• _Task to carry out_
All lines from the one containing "Tool::Debate => &mut" to the end of the material are to be given again exactly; leave out every line before it.

• _Information_
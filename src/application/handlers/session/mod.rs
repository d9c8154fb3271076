//! Session command and query handlers.

mod create_session;
mod edit_scenario;
mod export_session;
mod get_session;
mod lifecycle;
mod run_debate;
mod run_tool;
mod tool_runner;

pub use create_session::CreateSessionHandler;
pub use edit_scenario::{
    ApplyPresetCommand, ApplyPresetHandler, UpdateScenarioCommand, UpdateScenarioHandler,
};
pub use export_session::ExportSessionHandler;
pub use get_session::{DeleteSessionHandler, GetSessionHandler};
pub use lifecycle::{LifecycleAction, SessionLifecycleHandler};
pub use run_debate::RunDebateHandler;
pub use run_tool::{RunToolCommand, RunToolHandler};

pub(crate) use tool_runner::load_session;
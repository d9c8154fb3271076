//! Foundation module - Shared domain primitives.
//!
//! Contains identifiers, timestamps, input sanitization and error types
//! that form the vocabulary of the Sustainability Council domain.

mod errors;
mod ids;
mod sanitize;
mod timestamp;

pub use errors::{DomainError, ErrorCode, ValidationError};
pub use ids::SessionId;
pub use sanitize::{sanitize_input, DEFAULT_MAX_INPUT_LENGTH};
pub use timestamp::Timestamp;
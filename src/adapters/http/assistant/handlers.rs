//! HTTP handlers for the assistant.

use std::sync::Arc;

use axum::extract::{Json, State};

use crate::adapters::http::error::{parse_path, ApiError};
use crate::application::{ChatCommand, ChatHandler, CouncilClient};
use crate::ports::SessionRepository;

use super::dto::{ChatRequest, ChatResponse};

#[derive(Clone)]
pub struct AssistantAppState {
    pub repository: Arc<dyn SessionRepository>,
    pub client: CouncilClient,
    pub max_input_length: usize,
}

impl AssistantAppState {
    fn chat_handler(&self) -> ChatHandler {
        ChatHandler::new(
            self.repository.clone(),
            self.client.clone(),
            self.max_input_length,
        )
    }
}

/// POST /api/assistant/chat
pub async fn chat(
    State(state): State<AssistantAppState>,
    Json(req): Json<ChatRequest>,
) -> Result<Json<ChatResponse>, ApiError> {
    let session_id = req
        .session_id
        .as_deref()
        .map(|id| parse_path(id, "session id"))
        .transpose()?;
    let cmd = ChatCommand {
        query: req.query,
        session_id,
    };
    let reply = state.chat_handler().handle(cmd).await?;
    Ok(Json(ChatResponse { reply }))
}
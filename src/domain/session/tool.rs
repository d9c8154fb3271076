//! Council actions and their loading flags.

use serde::{Deserialize, Serialize};
use std::fmt;

/// Every action that calls the model on behalf of a session.
#[derive(Debug, Clone, Copy, PartialEq, Eq, Hash, Serialize, Deserialize)]
#[serde(rename_all = "snake_case")]
pub enum Tool {
    Debate,
    Risks,
    Improve,
    Explain,
    Report,
    Coach,
}

impl Tool {
    /// True when the action reads a finished debate rather than raw scenario text.
    pub fn needs_council(&self) -> bool {
        matches!(self, Tool::Risks | Tool::Improve | Tool::Explain | Tool::Report)
    }

    pub fn as_str(&self) -> &'static str {
        match self {
            Tool::Debate => "debate",
            Tool::Risks => "risks",
            Tool::Improve => "improve",
            Tool::Explain => "explain",
            Tool::Report => "report",
            Tool::Coach => "coach",
        }
    }
}

impl fmt::Display for Tool {
    fn fmt(&self, f: &mut fmt::Formatter<'_>) -> fmt::Result {
        f.write_str(self.as_str())
    }
}

/// One independent loading flag per action.
#[derive(Debug, Clone, Copy, Default, PartialEq, Eq, Serialize, Deserialize)]
pub struct ToolFlags {
    pub debate: bool,
    pub risks: bool,
    pub improve: bool,
    pub explain: bool,
    pub report: bool,
    pub coach: bool,
}

impl ToolFlags {
    pub fn is_loading(&self, tool: Tool) -> bool {
        match tool {
            Tool::Debate => self.debate,
            Tool::Risks => self.risks,
            Tool::Improve => self.improve,
            Tool::Explain => self.explain,
            Tool::Report => self.report,
            Tool::Coach => self.coach,
        }
    }

    pub fn set(&mut self, tool: Tool, loading: bool) {
        let flag = match tool {
            Tool::Debate => &mut self.debate,
            Tool::Risks => &mut self.risks,
            Tool::Improve => &mut self.improve,
            Tool::Explain => &mut self.explain,
            Tool::Report => &mut self.report,
            Tool::Coach => &mut self.coach,
        };
        *flag = loading;
    }

    pub fn any(&self) -> bool {
        self.debate || self.risks || self.improve || self.explain || self.report || self.coach
    }
}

• _Solution for this problem_
            Tool::Debate => &mut self.debate,
            Tool::Risks => &mut self.risks,
            Tool::Improve => &mut self.improve,
            Tool::Explain => &mut self.explain,
            Tool::Report => &mut self.report,
            Tool::Coach => &mut self.coach,
        };
        *flag = loading;
    }

    pub fn any(&self) -> bool {
        self.debate || self.risks || self.improve || self.explain || self.report || self.coach
    }
}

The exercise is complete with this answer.